The Russian Revolution by Walter Rodney

The Russian Revolution by Walter Rodney

Author:Walter Rodney
Language: eng
Format: epub
Publisher: Verso Books


So said Pobedonostsev.17 At least he was loyal to the tsar and he was relatively sane, which cannot be said for some others. Baron Boris Stürmer, one of the ministers, was very suspiciously connected with the Germans, while another powerful minister, Protopopov was subject to fits of lunacy, apparently the consequence of advanced syphilis.18

Given the influence of Rasputin and the odd collection of ministers, it may seem that a writer like Karpovich has a very strong point when he says, “The war made the revolution highly probable, but human folly made it inevitable.”19 In other words, Karpovich is saying that when tested by war, Russian society showed weakness at the government level. The human folly of the tsar and his ministers made a difficult situation impossible and led to revolution. Such an argument dismisses the long-term causes working during the “old regime” and gives us an apparently satisfactory reason for the revolution by concentrating on the period of the eve of the revolution.

A question that these émigrés do not ask is, why was it possible for a government of a huge country to fall into the hands of such utter reactionaries, charlatans and fools? Soviet historians, and Trotsky in particular, suggest that the stupidity of the government was itself the reflection of the irreconcilable contradictions in the society, which had upset the formerly secure feudal base. The rise of new classes was fast making the aristocracy irrelevant. To keep themselves in power, they made the state machinery more blind, more repressive and more out of touch with all enlightened opinion. It was only in an autocratic regime lacking in vitality that such a collection of idiots could govern. The “human folly” was thus a product or symptom of a very sick society indeed.
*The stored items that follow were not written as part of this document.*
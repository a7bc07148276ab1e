//! Batch game runner for balance testing.
//!
//! Runs many autopilot games in parallel using rayon and aggregates their
//! metrics.

use std::path::{Path, PathBuf};
use std::sync::atomic::{AtomicU32, Ordering};
use std::sync::Arc;
use std::time::{Duration, Instant};

use rayon::prelude::*;
use serde::{Deserialize, Serialize};
use tracing::{debug, info, warn};

use titan_core::config::GameConfig;

use crate::config_loader::resolve_config;
use crate::game_runner::{run_game, RunConfig, DEFAULT_MAX_TICKS};
use crate::metrics::{BatchSummary, GameMetrics};
use crate::strategies::Strategy;

/// Configuration for a batch run
#[derive(Debug, Clone, PartialEq, Eq, Serialize, Deserialize)]
pub struct BatchConfig {
    /// Strategy name or RON path
    pub strategy: String,
    /// Number of games to run
    pub game_count: u32,
    /// Maximum parallel games (0 = use rayon default)
    pub parallel_games: u32,
    /// Output directory for results
    pub output_dir: PathBuf,
    /// Starting seed for deterministic runs
    pub seed_start: u64,
    /// Maximum ticks per game
    pub max_ticks: u64,
    /// Game rules file (RON), stock rules if unset
    pub config_path: Option<PathBuf>,
    /// Archetype roster file (RON), overrides the rules file's roster
    pub archetypes_path: Option<PathBuf>,
}

impl Default for BatchConfig {
    fn default() -> Self {
        Self {
            strategy: "balanced".to_string(),
            game_count: 100,
            parallel_games: 0,
            output_dir: PathBuf::from("results"),
            seed_start: 0,
            max_ticks: DEFAULT_MAX_TICKS,
            config_path: None,
            archetypes_path: None,
        }
    }
}

impl BatchConfig {
    /// Create config for a strategy
    pub fn new(strategy: &str, game_count: u32) -> Self {
        Self {
            strategy: strategy.to_string(),
            game_count,
            ..Default::default()
        }
    }

    /// Set output directory
    pub fn with_output(mut self, dir: PathBuf) -> Self {
        self.output_dir = dir;
        self
    }

    /// Set seed start
    pub fn with_seed(mut self, seed: u64) -> Self {
        self.seed_start = seed;
        self
    }

    /// Set tick limit
    pub fn with_max_ticks(mut self, max_ticks: u64) -> Self {
        self.max_ticks = max_ticks;
        self
    }

    /// Set game rules files
    pub fn with_rules(mut self, config: Option<PathBuf>, archetypes: Option<PathBuf>) -> Self {
        self.config_path = config;
        self.archetypes_path = archetypes;
        self
    }
}

/// Results from a batch run
#[derive(Debug, Clone, Serialize, Deserialize)]
pub struct BatchResults {
    /// Configuration used
    pub config: BatchConfig,
    /// Individual game metrics
    pub games: Vec<GameMetrics>,
    /// Aggregate summary
    pub summary: BatchSummary,
    /// Total runtime
    pub duration_seconds: f64,
    /// Errors encountered
    pub errors: Vec<BatchError>,
}

impl BatchResults {
    /// Save results to JSON file
    pub fn save(&self, path: &Path) -> std::io::Result<()> {
        if let Some(parent) = path.parent() {
            std::fs::create_dir_all(parent)?;
        }
        let json = serde_json::to_string_pretty(self).map_err(std::io::Error::other)?;
        std::fs::write(path, json)
    }

    /// Load results from JSON file
    pub fn load(path: &Path) -> std::io::Result<Self> {
        let json = std::fs::read_to_string(path)?;
        serde_json::from_str(&json).map_err(std::io::Error::other)
    }
}

/// Error during batch run
#[derive(Debug, Clone, PartialEq, Eq, Serialize, Deserialize)]
pub struct BatchError {
    /// Game index (`u32::MAX` for batch setup)
    pub game_index: u32,
    /// Seed used
    pub seed: u64,
    /// Error message
    pub message: String,
}

/// Progress tracking for batch runs
#[derive(Debug)]
pub struct BatchProgress {
    /// Total games
    pub total: u32,
    /// Completed games
    pub completed: AtomicU32,
    /// Games won so far
    pub wins: AtomicU32,
    /// Start time
    pub start_time: Instant,
}

impl BatchProgress {
    /// Create new progress tracker
    pub fn new(total: u32) -> Self {
        Self {
            total,
            completed: AtomicU32::new(0),
            wins: AtomicU32::new(0),
            start_time: Instant::now(),
        }
    }

    /// Record a completed game
    pub fn record_completion(&self, won: bool) {
        self.completed.fetch_add(1, Ordering::Relaxed);
        if won {
            self.wins.fetch_add(1, Ordering::Relaxed);
        }
    }

    /// Get current completion count
    pub fn current(&self) -> u32 {
        self.completed.load(Ordering::Relaxed)
    }

    /// Get completion percentage
    pub fn percentage(&self) -> f64 {
        self.current() as f64 / self.total.max(1) as f64 * 100.0
    }

    /// Win rate over completed games
    pub fn current_win_rate(&self) -> f64 {
        let completed = self.current();
        if completed == 0 {
            return 0.0;
        }
        self.wins.load(Ordering::Relaxed) as f64 / completed as f64
    }

    /// Get estimated time remaining
    pub fn eta(&self) -> Duration {
        let completed = self.current();
        if completed == 0 {
            return Duration::from_secs(0);
        }

        let elapsed = self.start_time.elapsed();
        let per_game = elapsed.as_secs_f64() / completed as f64;
        let remaining = self.total.saturating_sub(completed);
        Duration::from_secs_f64(per_game * remaining as f64)
    }

    /// Display progress to stderr
    pub fn display(&self) {
        let eta = self.eta();
        eprintln!("╔════════════════════════════════════╗");
        eprintln!(
            "║ Batch Progress: {:>4}/{:<4} ({:>5.1}%) ║",
            self.current(),
            self.total,
            self.percentage()
        );
        eprintln!(
            "║ ETA: {:>28} ║",
            format!("{}m {}s", eta.as_secs() / 60, eta.as_secs() % 60)
        );
        eprintln!(
            "║ Win rate so far: {:>16.1}% ║",
            self.current_win_rate() * 100.0
        );
        eprintln!("╚════════════════════════════════════╝");
    }
}

/// Everything shared by the games of one batch.
#[derive(Debug, Clone)]
struct BatchSetup {
    strategy: Strategy,
    game_config: GameConfig,
}

impl BatchSetup {
    fn resolve(config: &BatchConfig) -> Result<Self, String> {
        let strategy = Strategy::resolve(&config.strategy).map_err(|e| e.to_string())?;
        let game_config = resolve_config(config.config_path.as_deref(), config.archetypes_path.as_deref())
            .map_err(|e| e.to_string())?;
        Ok(Self {
            strategy,
            game_config,
        })
    }

    fn run_config(&self, seed: u64, max_ticks: u64) -> RunConfig {
        RunConfig {
            seed,
            max_ticks,
            strategy: self.strategy.clone(),
            game_config: self.game_config.clone(),
            game_id: format!("game_{seed}"),
        }
    }
}

fn run_single_game(setup: &BatchSetup, seed: u64, max_ticks: u64) -> Result<GameMetrics, String> {
    run_game(setup.run_config(seed, max_ticks))
        .map(|result| result.metrics)
        .map_err(|e| e.to_string())
}

/// Run a batch of games
pub fn run_batch(config: BatchConfig) -> BatchResults {
    let start = Instant::now();
    info!(
        "Starting batch run: {} games with strategy '{}'",
        config.game_count, config.strategy
    );

    let setup = match BatchSetup::resolve(&config) {
        Ok(setup) => setup,
        Err(message) => {
            warn!("Batch setup failed: {}", message);
            return BatchResults {
                config,
                games: Vec::new(),
                summary: BatchSummary::default(),
                duration_seconds: start.elapsed().as_secs_f64(),
                errors: vec![BatchError {
                    game_index: u32::MAX,
                    seed: 0,
                    message,
                }],
            };
        }
    };

    if config.parallel_games > 0 {
        rayon::ThreadPoolBuilder::new()
            .num_threads(config.parallel_games as usize)
            .build_global()
            .ok(); // Ignore if already set
    }

    let progress = Arc::new(BatchProgress::new(config.game_count));
    let results: Vec<Result<GameMetrics, BatchError>> = (0..config.game_count)
        .into_par_iter()
        .map(|i| {
            let seed = config.seed_start.wrapping_add(u64::from(i));
            match run_single_game(&setup, seed, config.max_ticks) {
                Ok(metrics) => {
                    progress.record_completion(metrics.won());
                    let completed = progress.current();
                    if completed % 10 == 0 {
                        debug!("Progress: {}/{}", completed, config.game_count);
                    }
                    if completed % 100 == 0 {
                        progress.display();
                    }
                    Ok(metrics)
                }
                Err(message) => {
                    warn!("Game {} failed: {}", i, message);
                    Err(BatchError {
                        game_index: i,
                        seed,
                        message,
                    })
                }
            }
        })
        .collect();

    let (games, errors): (Vec<_>, Vec<_>) = results.into_iter().partition(Result::is_ok);
    let games: Vec<GameMetrics> = games.into_iter().filter_map(Result::ok).collect();
    let errors: Vec<BatchError> = errors.into_iter().filter_map(Result::err).collect();

    let summary = BatchSummary::from_games(&games);
    let duration_seconds = start.elapsed().as_secs_f64();

    info!(
        "Batch complete: {} games in {:.1}s ({:.1} games/sec), win rate {:.1}%",
        games.len(),
        duration_seconds,
        games.len() as f64 / duration_seconds.max(f64::EPSILON),
        summary.win_rate * 100.0
    );

    BatchResults {
        config,
        games,
        summary,
        duration_seconds,
        errors,
    }
}

/// Run the same seed `runs` times and check every run ends identically.
pub fn verify_determinism(config: &BatchConfig, seed: u64, runs: u32) -> Result<bool, String> {
    let setup = BatchSetup::resolve(config)?;
    let results = (0..runs.max(1))
        .map(|_| run_single_game(&setup, seed, config.max_ticks))
        .collect::<Result<Vec<_>, _>>()?;

    let first = &results[0];
    let consistent = results.iter().all(|r| {
        r.final_state_hash == first.final_state_hash
            && r.duration_ticks == first.duration_ticks
            && r.outcome == first.outcome
    });
    if !consistent {
        warn!(seed, runs, "Runs of the same seed diverged");
    }
    Ok(consistent)
}

#[cfg(test)]
mod tests {
    use super::*;

    fn small(games: u32) -> BatchConfig {
        BatchConfig::new("swarm", games).with_max_ticks(1500)
    }

    #[test]
    fn test_batch_config_default() {
        let config = BatchConfig::default();
        assert_eq!(config.game_count, 100);
        assert_eq!(config.strategy, "balanced");
        assert_eq!(config.max_ticks, DEFAULT_MAX_TICKS);
    }

    #[test]
    fn test_batch_config_builder() {
        let config = BatchConfig::new("elite", 500)
            .with_output(PathBuf::from("/tmp/results"))
            .with_seed(12345);

        assert_eq!(config.strategy, "elite");
        assert_eq!(config.game_count, 500);
        assert_eq!(config.seed_start, 12345);
    }

    #[test]
    fn test_progress_tracking() {
        let progress = BatchProgress::new(100);
        assert_eq!(progress.current(), 0);
        assert_eq!(progress.percentage(), 0.0);

        progress.record_completion(true);
        progress.record_completion(false);
        progress.record_completion(true);

        assert_eq!(progress.current(), 3);
        assert!((progress.current_win_rate() - 0.666).abs() < 0.01);
    }

    #[test]
    fn test_run_batch_small() {
        let results = run_batch(small(6));
        assert_eq!(results.games.len(), 6);
        assert!(results.errors.is_empty());
        assert_eq!(results.summary.total_games, 6);
        let seeds: Vec<u64> = results.games.iter().map(|g| g.seed).collect();
        for seed in 0..6 {
            assert!(seeds.contains(&seed));
        }
    }

    #[test]
    fn test_unknown_strategy_is_reported() {
        let results = run_batch(BatchConfig::new("turtle", 3));
        assert!(results.games.is_empty());
        assert_eq!(results.errors.len(), 1);
        assert!(results.errors[0].message.contains("turtle"));
    }

    #[test]
    fn test_verify_determinism() {
        assert_eq!(verify_determinism(&small(1), 12345, 3), Ok(true));
    }

    #[test]
    fn test_batch_results_save_load() {
        let results = run_batch(small(3));

        let dir = tempfile::tempdir().unwrap();
        let path = dir.path().join("out").join("results.json");

        results.save(&path).unwrap();
        assert!(path.exists());

        let loaded = BatchResults::load(&path).unwrap();
        assert_eq!(loaded.games, results.games);
        assert_eq!(loaded.config, results.config);
    }
}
Some Western historians, without using a Marxian analysis, arrive at a conclusion very similar to that of the Soviet historians. Apart from E. H. Carr, this is true of B. H. Sumner, a British historian who is no friend of the Bolsheviks, but who, using his own terminology, in effect acknowledges that the feudal base of tsarist society had been eroded, and that this was the reason for the absurd behavior of the court: “It has already been said that tsarism had operated through the landowning class, the army and the police, the bureaucracy and the Church. By the time of the war the last was but a hollow prop, the first was as such a spent force.”20 In other words, the revolution in February 1917 was made possible because of the long-term forces that had been operating within feudalism to deprive the landowning church and nobility of their socioeconomic strength. This takes us full circle, back to the Marxist and Soviet argument that changes in the mode of production determined that there should be the birth of a new society, and that revolution was the midwife that brought the new society into being.